As the battle to succeed ageing President Robert Mugabe drags on, opposition parties have been forming coalitions to challenge the head of state and his ruling Zanu-PF party in the crucial general elections.

In a statement on 2 May, ex-prime minister Tsvangirai's MDC-T party spokesman, Obert Gutu said the leader believes in a people-driven, and not leaders-driven political process.

"While we appreciate that a coalition of opposition political parties, if carefully structured and strategically implemented, can give the Zanu-PF dictatorship a crushing and humiliating defeat in a free and fair election, the MDC is acutely mindful of the need to always take into consideration the interests of the majority of the toiling masses of Zimbabwe whenever an electoral coalition pact is to be entered into," the statement read.

Lawyer Alex Magaisa, former adviser to Tsvangirai said, on 7 December, that while he expected the MDC-T leader to refuse to form or join a coalition with smaller parties, he was still considering challenging the 92-year old head of state alongside opposition leader and former vice-president, Joice Mujuru.
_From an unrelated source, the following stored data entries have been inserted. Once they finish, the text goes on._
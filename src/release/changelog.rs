//! Changelog generation from commit history
//!
//! Every commit lands in exactly one category, checked in priority order:
//! breaking, then feature, then fix, then other. Conventional-commit prefixes
//! are recognised but not required; plain subjects are classified by verb.

use crate::core::error::RailResult;
use crate::core::vcs::{CommitInfo, SourceControl};
use regex::Regex;
use serde::{Deserialize, Serialize};
use std::path::Path;
use std::sync::LazyLock;

static BANG_PREFIX: LazyLock<Regex> =
  LazyLock::new(|| Regex::new(r"^[A-Za-z]+(\([^)]*\))?!:").expect("regex for bang prefix"));
static FEATURE_PREFIX: LazyLock<Regex> =
  LazyLock::new(|| Regex::new(r"(?i)^(feat|feature)\b").expect("regex for feature prefix"));
static FEATURE_VERB: LazyLock<Regex> = LazyLock::new(|| {
  Regex::new(r"(?i)\b(add|adds|added|adding|implement|implements|implemented|implementing)\b")
    .expect("regex for feature verbs")
});
static FIX_PREFIX: LazyLock<Regex> = LazyLock::new(|| Regex::new(r"(?i)^fix\b").expect("regex for fix prefix"));
static FIX_VERB: LazyLock<Regex> = LazyLock::new(|| {
  Regex::new(r"(?i)\b(fix|fixes|fixed|fixing|resolve|resolves|resolved|resolving)\b").expect("regex for fix verbs")
});

/// Changelog section a commit belongs to
#[derive(Debug, Clone, Copy, PartialEq, Eq, PartialOrd, Ord, Hash, Serialize, Deserialize)]
#[serde(rename_all = "lowercase")]
pub enum Category {
  Breaking,
  Feature,
  Fix,
  Other,
}

impl Category {
  /// Rendering order
  pub const ORDER: [Category; 4] = [Category::Breaking, Category::Feature, Category::Fix, Category::Other];

  pub fn heading(&self) -> &'static str {
    match self {
      Category::Breaking => "⚠️ Breaking Changes",
      Category::Feature => "Features",
      Category::Fix => "Bug Fixes",
      Category::Other => "Other Changes",
    }
  }
}

fn is_breaking_marker(text: &str) -> bool {
  text.contains("BREAKING CHANGE") || text.contains("BREAKING-CHANGE")
}

/// Classify one commit
pub fn classify(commit: &CommitInfo) -> Category {
  let subject = commit.subject.trim();

  if is_breaking_marker(subject) || is_breaking_marker(&commit.body) || BANG_PREFIX.is_match(subject) {
    Category::Breaking
  } else if FEATURE_PREFIX.is_match(subject) || FEATURE_VERB.is_match(subject) {
    Category::Feature
  } else if FIX_PREFIX.is_match(subject) || FIX_VERB.is_match(subject) {
    Category::Fix
  } else {
    Category::Other
  }
}

/// Commits grouped into four disjoint categories
#[derive(Debug, Clone, Default, PartialEq, Eq, Serialize, Deserialize)]
pub struct Changelog {
  pub breaking: Vec<CommitInfo>,
  pub features: Vec<CommitInfo>,
  pub fixes: Vec<CommitInfo>,
  pub other: Vec<CommitInfo>,
}

impl Changelog {
  /// Partition commits, keeping input order within each category
  pub fn from_commits(commits: Vec<CommitInfo>) -> Self {
    let mut changelog = Self::default();
    for commit in commits {
      match classify(&commit) {
        Category::Breaking => changelog.breaking.push(commit),
        Category::Feature => changelog.features.push(commit),
        Category::Fix => changelog.fixes.push(commit),
        Category::Other => changelog.other.push(commit),
      }
    }
    changelog
  }

  pub fn section(&self, category: Category) -> &[CommitInfo] {
    match category {
      Category::Breaking => &self.breaking,
      Category::Feature => &self.features,
      Category::Fix => &self.fixes,
      Category::Other => &self.other,
    }
  }

  pub fn len(&self) -> usize {
    self.breaking.len() + self.features.len() + self.fixes.len() + self.other.len()
  }

  pub fn is_empty(&self) -> bool {
    self.len() == 0
  }
}

/// Collect and classify the commits strictly between two refs
///
/// With `from` absent, all history reachable from `to` is included. `path`
/// restricts the history to one component's directory.
pub fn generate(scm: &dyn SourceControl, from: Option<&str>, to: &str, path: Option<&Path>) -> RailResult<Changelog> {
  let commits = scm.commits_between(from, to, path)?;
  tracing::debug!(from = from.unwrap_or("<root>"), to, commits = commits.len(), "changelog range");
  Ok(Changelog::from_commits(commits))
}

/// Where commit and PR links point
#[derive(Debug, Clone, Default, PartialEq, Eq)]
pub struct RepoLinks {
  /// `https://host/owner/repo`, when resolvable
  pub base: Option<String>,
}

impl RepoLinks {
  pub fn new(base: Option<String>) -> Self {
    Self {
      base: base.map(|b| b.trim_end_matches('/').to_string()),
    }
  }

  fn pr(&self, number: u64) -> String {
    match &self.base {
      Some(base) => format!("[#{}]({}/pull/{})", number, base, number),
      None => format!("#{}", number),
    }
  }

  fn commit(&self, commit: &CommitInfo) -> String {
    match &self.base {
      Some(base) => format!("[{}]({}/commit/{})", commit.short_hash(), base, commit.hash),
      None => format!("[{}]", commit.short_hash()),
    }
  }
}

/// Render as Markdown sections (breaking, features, fixes, other), skipping empty ones
pub fn format(changelog: &Changelog, links: &RepoLinks) -> String {
  let mut output = String::new();

  for category in Category::ORDER {
    let commits = changelog.section(category);
    if commits.is_empty() {
      continue;
    }

    output.push_str(&format!("### {}\n\n", category.heading()));
    for commit in commits {
      output.push_str(&format!("- {}", commit.subject.trim()));
      if let Some(pr) = commit.pr {
        output.push_str(&format!(" ({})", links.pr(pr)));
      }
      output.push_str(&format!(" ({})\n", links.commit(commit)));
    }
    output.push('\n');
  }

  output
}

/// Body of the remote release
///
/// Without a template the changelog is used as-is.
pub fn release_notes(template: Option<&str>, name: &str, version: &str, tag: &str, changelog: &str) -> String {
  let changelog = if changelog.trim().is_empty() {
    "No notable changes."
  } else {
    changelog.trim_end()
  };

  match template {
    Some(template) => template
      .replace("{name}", name)
      .replace("{version}", version)
      .replace("{tag}", tag)
      .replace("{changelog}", changelog),
    None => format!("## {} {}\n\n{}\n", name, version, changelog),
  }
}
Morgan Tsvangirai and Joyce Mujuru
Zimbabwe's opposition party leader Morgan Tsvangirai (L) speaks with opposition figure Joice Mujuru (R) during a Zimbabwe People First rally ZINYANGE AUNTONY/AFP/Getty Images

"Tsvangirai said he is going in this election alone because he does not believe in coalition of small parties, that have no real political credential. Some of the small parties are just the result of someone deciding to launch a political party, with no real plan, and those [small parties] are then called 'opposition'," Magaisa exclusively told IBTimes UK.

Magaisa cited the MDC-led by Welshman Ncube, Tendai Biti's People's Democratic Party (PDP) party, the Zimbabwe African People's Union (ZAPU) and Mujuru's Zim-PF as credible parties.

These comments come in light of an earlier show of unity between Tsvangirai and Mujuru who, in August, called for citizens and political parties to join hands to unseat Mugabe. "President Morgan Tsvangirai is personally handling the issue of coalition discussions and deliberations with similar minded opposition political parties," Gutu said in the statement.

In September, Biti spoke to IBTimes UK about the need to form a "broad coalition" with a "common platform", after five parties came together to create the the Coalition of Democrats – entitled Code, while another grouping, the National Electoral Reform Agenda (NERA) says it "fighting for electoral reforms".

Mugabe's Zanu-PF party, meanwhile, said it is ready to welcome back former ally Mujuru and her allies, despite sacking her in 2014 – after accusations emerged she was plotting to kill the president – a move many described as orchestrated by First Lady Grace Mugabe.

"It is not surprising that Zanu-PF would say this. It's in their interest to welcome back Mujuru and her supporters, as she is seen as a big block for the party," Magaisa said.